‘Les Eclats’ 2016 Mas d’Auzières
With some assistance, as usual, from 20% Grenache and 10% Mourvèdre, the Syrah in Tolleret’s 2009 Coteaux du Languedoc Les Éclats – which I tasted from tank shortly before bottling – is slightly reduced but impressive in its pungently resinous, sage- and cherry pit-tinged, concentration of cassis, cherry, roasted red meat juices, and dark chocolate. The crunch of berry seed adds invigorating counterpoint and toasted pecan enriches, while a sense of wet stone such as is evoked by this cuvee’s name (“the shards”) lends intrigue as well as a sounding board for rich finishing fruit. Predictably, this gained with aeration, and it ought to be worth following for at least half a dozen years.

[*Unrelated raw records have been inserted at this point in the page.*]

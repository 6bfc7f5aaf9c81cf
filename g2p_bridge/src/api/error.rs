use axum::{
    Json,
    http::StatusCode,
    response::{IntoResponse, Response},
};
use serde_json::json;
use thiserror::Error;
use utoipa::ToSchema;

use crate::errors::BridgeErrorCode;

/// Infrastructure-level API failures. Domain failures never surface here;
/// they are reported inside a FAILURE bridge envelope instead.
#[derive(Debug, Error, ToSchema)]
pub enum ApiError {
    #[error("Internal server error: {0}")]
    #[allow(dead_code)]
    InternalServerError(String),
    #[error("Database error: {0}")]
    DbError(String),
    #[error("Bad request: {0}")]
    BadRequest(String),
}

impl From<sqlx::Error> for ApiError {
    fn from(err: sqlx::Error) -> Self {
        ApiError::DbError(err.to_string())
    }
}

impl IntoResponse for ApiError {
    fn into_response(self) -> Response {
        let (status, error_message) = match self {
            ApiError::InternalServerError(msg) => (StatusCode::INTERNAL_SERVER_ERROR, msg),
            ApiError::DbError(e) => (StatusCode::INTERNAL_SERVER_ERROR, e),
            ApiError::BadRequest(msg) => (StatusCode::BAD_REQUEST, msg),
        };

        let body = Json(json!({
            "error": error_message,
        }));

        (status, body).into_response()
    }
}

/// Outcome of an ingress service call: a stable bridge code for the caller,
/// or a database error for the 500 path.
#[derive(Debug, Error)]
pub enum ServiceError {
    #[error("{0}")]
    Bridge(BridgeErrorCode),
    #[error("Database error: {0}")]
    Db(#[from] sqlx::Error),
}

impl From<BridgeErrorCode> for ServiceError {
    fn from(code: BridgeErrorCode) -> Self {
        ServiceError::Bridge(code)
    }
}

Irène Tolleret – for more about whose property consult my issue 183 report – is making steady strides toward becoming one of the top addresses in the Pic Saint-Loup sector. (She has won the right to so-label her wine in the future, once the issue of a potential self-standing appellation or cru status for Pic Saint-Loup has been resolved.) “Maybe some people think they understand everything they need to know, but we don’t,” says Tolleret socratically of the domaine that she and her husband started in 2003. An unabashed partisan of Syrah (which might have helped endear her to the authorities passing judgment on her re-classification, since whether or not wisely, Syrah is to be legally promoted to the dominant grape for Pic St. Loup), Tolleret opines that “2007 was a sort of benchmark vintage for us, and one in which we really began to understand our different plots of Syrah. Even after the pips tasted mature, the fruit was still not there and you had to wait.” Asked whether this approach does not risk excessive alcohol, Tolleret pointed out that “we prune very carefully, and have a very small vineyard, so we can always be looking to see how the leaves are behaving and if things are going too quickly we remove some of them.” Incredibly she picked into October in 2009, yet the finished wines weigh-in at only around 13.5%. Not all of Tolleret’s lots of 2010 were through malo yet when I visited in mid-April, but it was clear that barring unforeseeable misfortune, quality at this address will be ratcheted-up again in that vintage. “For us,” says Tolleret in a succinct and by now familiar refrain, “2010 combines the best of 2009 and 2008. 2009 is rich, rather like 2007, and 2008 is fine if you waited and had faith in your grapes.” Last year, incidentally, a massive wildfire – whose stark, blackened legacy confronted me for several kilometers along my route to Mas d’Auzières – stopped at the edge of Tolleret’s vineyards. Although only 30% of Mas d’Auzières production stays in France, none of the wine, says Tolleret, has been exported to the states for several years; but she seeks to assure me that they will be again very soon.